The main site, healthcare.gov, still isn't complete, but Congress is taking aim at 3 hugely dysfunctional state exchange sites that have cost the American taxpayers hundreds of millions of dollar so far.
Oregon, Maryland, and Massachusetts are all having monumental problems with their state Obamacare websites and Republicans want to know the answer to one simple question: where did all that taxpayer money go?
The Hill:
In Oregon, not even one person has yet to enroll online, leaving the state completely reliant on paper applications.
Walden and the other lawmakers are laying the groundwork to claw-back some of the state's $304 million in grants if Oregon decides to abandon its state-run exchange and join the federal system.
"With the March 31 deadline for open enrollment fast approaching, the state of Oregon will need to make a decision on the fate of Cover Oregon soon," the letter to the GAO reads. "The catastrophic breakdown of Cover Oregon is unacceptable, and taxpayers deserve accountability."

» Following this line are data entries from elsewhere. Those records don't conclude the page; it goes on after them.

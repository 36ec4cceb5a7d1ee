//! Strand RPC - the contract between the strand client and its cluster.
//!
//! This crate defines everything both sides must agree on: command opcodes,
//! the key-to-slot hash, the control-sentinel vocabulary, and the service
//! traits for the directory, the lease service, and per-partition command
//! connections. It also ships [`SimulatedCluster`], a deterministic
//! in-memory implementation of all three services used to exercise every
//! protocol path (redirects, stale tables, locks, lease renewal) in tests
//! without a real cluster.

#![forbid(unsafe_code)]
#![deny(missing_docs)]
#![deny(clippy::all)]
#![warn(clippy::pedantic)]
#![warn(clippy::nursery)]

mod command;
mod connection;
mod directory;
mod error;
mod hash;
mod lease;
pub mod sentinel;
mod sim;

pub use command::CommandId;
pub use connection::{ChainConnection, ChainConnector};
pub use directory::{CreateOptions, DirectoryService, DEFAULT_BACKING_PATH, PERMISSIONS_ALL};
pub use error::{RpcError, RpcResult};
pub use hash::slot_hash;
pub use lease::{LeaseAck, LeaseService};
pub use sentinel::{LockAck, Signal};
pub use sim::SimulatedCluster;
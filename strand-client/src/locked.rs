//! Multi-key consistency sessions over locked partitions.
//!
//! A session locks every partition in its table snapshot before issuing
//! any locked command, so multi-key work observes one frozen layout.
//! Lock acknowledgements from mid-export partitions name their
//! migration successors; those are locked too (once each), as *extras*
//! beyond the snapshot. Discovery happens entirely at construction:
//! once commands flow, every partition a key can live on is already
//! held.

use std::collections::HashMap;
use std::sync::Arc;
use std::time::Duration;

use bytes::Bytes;
use strand_core::ReplicaChain;
use strand_rpc::sentinel::{self, Signal};
use strand_rpc::CommandId;
use tracing::{debug, warn};

use crate::cache::ConnectionCache;
use crate::chain::{ChainClient, LockedChain};
use crate::error::{ClientError, ClientResult};
use crate::kv::{decode_count, decode_put, decode_value, single_response};
use crate::table::PartitionTable;

/// A held set of partition locks plus the table snapshot they froze.
pub struct LockedSession {
    /// Table snapshot the session routes by.
    table: Arc<PartitionTable>,
    /// Connection cache shared with the owning client; failed exchanges
    /// evict through it.
    cache: Arc<ConnectionCache>,
    /// Locked handles by chain identity: every table partition plus any
    /// discovered migration successors.
    handles: HashMap<String, LockedChain>,
}

impl LockedSession {
    /// Locks every partition in `table`, plus discovered successors.
    ///
    /// Partitions are locked in table order; the order is the same for
    /// every session, which is what prevents lock-order deadlock
    /// between concurrent sessions. On any acquisition failure the
    /// locks already held are released before the error returns.
    pub(crate) async fn acquire(
        table: Arc<PartitionTable>,
        cache: Arc<ConnectionCache>,
        request_timeout: Duration,
    ) -> ClientResult<Self> {
        let mut handles: HashMap<String, LockedChain> = HashMap::new();
        let mut pending: Vec<ReplicaChain> = Vec::new();

        for chain in table.chains() {
            match Self::lock_one(&cache, request_timeout, chain, &mut handles).await {
                Ok(Some(successor)) => pending.push(successor),
                Ok(None) => {}
                Err(error) => {
                    Self::release_all(&cache, &handles).await;
                    return Err(error);
                }
            }
        }

        // Successors may themselves be redirecting; walk until no new
        // partition appears. One already held is reused, never locked
        // twice.
        while let Some(chain) = pending.pop() {
            if handles.contains_key(&chain.identity()) {
                continue;
            }
            match Self::lock_one(&cache, request_timeout, &chain, &mut handles).await {
                Ok(Some(successor)) => pending.push(successor),
                Ok(None) => {}
                Err(error) => {
                    Self::release_all(&cache, &handles).await;
                    return Err(error);
                }
            }
        }

        debug!(
            path = %table.path(),
            partitions = handles.len(),
            "locked session established"
        );
        Ok(Self {
            table,
            cache,
            handles,
        })
    }

    /// Locks one chain and registers its handle. Returns the successor
    /// its acknowledgement named, if any.
    async fn lock_one(
        cache: &ConnectionCache,
        request_timeout: Duration,
        chain: &ReplicaChain,
        handles: &mut HashMap<String, LockedChain>,
    ) -> ClientResult<Option<ReplicaChain>> {
        let connection = cache.get_or_connect(chain).await?;
        let client = ChainClient::new(chain.clone(), connection, request_timeout);
        let locked = match client.lock().await {
            Ok(locked) => locked,
            Err(error) => {
                cache.invalidate(&chain.identity()).await;
                return Err(error);
            }
        };
        let successor = locked.redirect_target().cloned();
        handles.insert(locked.identity(), locked);
        Ok(successor)
    }

    async fn release_all(cache: &ConnectionCache, handles: &HashMap<String, LockedChain>) {
        for handle in handles.values() {
            if let Err(error) = handle.unlock().await {
                warn!(chain = %handle.identity(), %error, "failed to release partition lock");
                cache.invalidate(&handle.identity()).await;
            }
        }
    }

    /// Data set path the session operates on.
    #[must_use]
    pub fn path(&self) -> &str {
        self.table.path()
    }

    /// Number of partitions this session holds locked, extras included.
    #[must_use]
    pub fn partition_count(&self) -> usize {
        self.handles.len()
    }

    // -------------------------------------------------------------------------
    // Locked operations
    // -------------------------------------------------------------------------

    /// Reads the value of `key`, or `None` if absent.
    ///
    /// # Errors
    /// Returns an error on transport failure or a lock protocol
    /// violation.
    pub async fn get(&self, key: impl Into<Bytes>) -> ClientResult<Option<Bytes>> {
        let head = self
            .run_locked(CommandId::Get.locked(), vec![key.into()])
            .await?;
        Ok(decode_value(head))
    }

    /// Inserts `key`. Returns false if the key already existed.
    ///
    /// # Errors
    /// Returns an error on transport failure or a lock protocol
    /// violation.
    pub async fn put(
        &self,
        key: impl Into<Bytes>,
        value: impl Into<Bytes>,
    ) -> ClientResult<bool> {
        let head = self
            .run_locked(CommandId::Put.locked(), vec![key.into(), value.into()])
            .await?;
        decode_put(&head)
    }

    /// Replaces the value of `key`, returning the previous value.
    ///
    /// # Errors
    /// Returns an error on transport failure or a lock protocol
    /// violation.
    pub async fn update(
        &self,
        key: impl Into<Bytes>,
        value: impl Into<Bytes>,
    ) -> ClientResult<Option<Bytes>> {
        let head = self
            .run_locked(CommandId::Update.locked(), vec![key.into(), value.into()])
            .await?;
        Ok(decode_value(head))
    }

    /// Deletes `key`, returning the removed value.
    ///
    /// # Errors
    /// Returns an error on transport failure or a lock protocol
    /// violation.
    pub async fn remove(&self, key: impl Into<Bytes>) -> ClientResult<Option<Bytes>> {
        let head = self
            .run_locked(CommandId::Remove.locked(), vec![key.into()])
            .await?;
        Ok(decode_value(head))
    }

    /// Total number of keys across every locked partition, extras
    /// included. Exact while the session is open, since the locks
    /// freeze migration.
    ///
    /// The count requests are pipelined: all go out before any response
    /// is read.
    ///
    /// # Errors
    /// Returns an error on transport failure.
    pub async fn num_keys(&self) -> ClientResult<u64> {
        let mut sent: Vec<&LockedChain> = Vec::with_capacity(self.handles.len());
        for handle in self.handles.values() {
            let outcome = handle.send(CommandId::NumKeys, Vec::new()).await;
            sent.push(handle);
            if let Err(error) = outcome {
                self.drop_connections(&sent).await;
                return Err(error);
            }
        }

        let mut total = 0_u64;
        for handle in &sent {
            match handle.recv().await {
                Ok(responses) => {
                    let head = single_response(responses)?;
                    total = total.saturating_add(decode_count(&head)?);
                }
                Err(error) => {
                    self.drop_connections(&sent).await;
                    return Err(error);
                }
            }
        }
        Ok(total)
    }

    /// Drops the connections a failed pipelined fan-out touched; their
    /// outstanding responses are unaccounted for.
    async fn drop_connections(&self, handles: &[&LockedChain]) {
        for handle in handles {
            self.cache.invalidate(&handle.identity()).await;
        }
    }

    /// Releases every lock this session holds. Unlock failures are
    /// logged and swallowed (best effort).
    pub async fn close(self) {
        Self::release_all(&self.cache, &self.handles).await;
    }

    /// Routes one locked command by the snapshot and follows redirects
    /// within the locked set.
    async fn run_locked(&self, op: CommandId, args: Vec<Bytes>) -> ClientResult<Bytes> {
        let routed = self.table.route_key(&args[0]).identity();
        let mut handle = self.handle_for(&routed)?;

        // Commands route to the original partition even when it was
        // redirecting at lock time; the redirect target recorded then
        // only told acquisition what else to lock. Keys that moved
        // before the locks froze migration answer with an export signal
        // naming their new home, which this session must already hold.
        // More hops than held partitions means a cycle.
        for _ in 0..=self.handles.len() {
            let responses = match handle.run_command_redirected(op, args.clone()).await {
                Ok(responses) => responses,
                Err(error) => {
                    self.cache.invalidate(&handle.identity()).await;
                    return Err(error);
                }
            };
            let head = single_response(responses)?;
            match sentinel::decode_signal(&head)? {
                Signal::Payload => return Ok(head),
                Signal::Exporting(next) => {
                    handle = self.handle_for(&next.identity())?;
                }
                Signal::Moved => {
                    return Err(ClientError::LockProtocol {
                        message: "partition disowned a slot while locked".to_string(),
                    });
                }
            }
        }
        Err(ClientError::LockProtocol {
            message: "redirect cycle among locked partitions".to_string(),
        })
    }

    fn handle_for(&self, identity: &str) -> ClientResult<&LockedChain> {
        self.handles
            .get(identity)
            .ok_or_else(|| ClientError::LockProtocol {
                message: format!("partition {identity} is not locked by this session"),
            })
    }
}

#[cfg(test)]
mod tests {
    use super::*;
    use strand_rpc::{CreateOptions, DirectoryService, SimulatedCluster};

    async fn session_parts(
        num_blocks: u32,
    ) -> (SimulatedCluster, Arc<PartitionTable>, Arc<ConnectionCache>) {
        let cluster = SimulatedCluster::new();
        let status = cluster
            .create("/data", &CreateOptions::default().with_num_blocks(num_blocks))
            .await
            .unwrap();
        let table = Arc::new(PartitionTable::from_status("/data", &status).unwrap());
        let cache = Arc::new(ConnectionCache::new(
            Arc::new(cluster.clone()),
            Duration::from_secs(1),
        ));
        (cluster, table, cache)
    }

    #[tokio::test]
    async fn test_session_locks_and_releases_every_partition() {
        let (cluster, table, cache) = session_parts(3).await;
        let ids = cluster.partition_ids("/data");

        let session = LockedSession::acquire(table, cache, Duration::from_secs(1))
            .await
            .unwrap();
        assert_eq!(session.partition_count(), 3);
        for id in &ids {
            assert!(cluster.is_locked(id));
        }

        session.close().await;
        for id in &ids {
            assert!(!cluster.is_locked(id));
        }
    }

    #[tokio::test]
    async fn test_locked_operations_round_trip() {
        let (_cluster, table, cache) = session_parts(2).await;
        let session = LockedSession::acquire(table, cache, Duration::from_secs(1))
            .await
            .unwrap();

        assert!(session.put("k", "v1").await.unwrap());
        assert!(!session.put("k", "v2").await.unwrap());
        assert_eq!(session.get("k").await.unwrap(), Some(Bytes::from_static(b"v1")));
        assert_eq!(
            session.update("k", "v3").await.unwrap(),
            Some(Bytes::from_static(b"v1"))
        );
        assert_eq!(session.num_keys().await.unwrap(), 1);
        assert_eq!(
            session.remove("k").await.unwrap(),
            Some(Bytes::from_static(b"v3"))
        );
        assert_eq!(session.get("k").await.unwrap(), None);

        session.close().await;
    }
}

Despite the site problems, Oregon is more than halfway to its Congressional Budget Office estimate of having 64,000 enrollees by the end of March, according to an Avalere Health analysis.
Gov. John Kitzhaber (D-Ore.) told The Hill in an email that covering Oregonians would remain his focus.
"Congress will do what Congress will do just so long as it does not slow down the process of getting Oregonians healthcare," he said. "Already more than 225,000 Oregonians have enrolled in quality, affordable coverage, including more than 35,000 in private insurance plans."
The governor's office noted that it's only the consumer portal that isn't functioning properly, and said the state is "using large parts of the technology we purchased to calculate what people are eligible for, help them get access to financial assistance, and service their accounts."
The website problems run deeper in Maryland, where state officials have been debating for months whether to abandon its faltering state-run exchange in favor of HealthCare.gov.
Gov. Martin O'Malley (D), who is mulling a run for the White House in 2016, will have to answer to Reps. Andy Harris (R-Md.) and Jack Kingston (R-Ga.), who on Wednesday sent a letter to Health and Human Services Inspector General Daniel Levinson asking for an investigation into Maryland's exchange.
"By the end of the year, over $100 million federal dollars will have been spent on a project that should have cost much less, and doesn't work," they wrote. "As a result of the fact that Maryland appears willing to continue to waste tens of millions of more federal dollars, we ask that the investigation start immediately."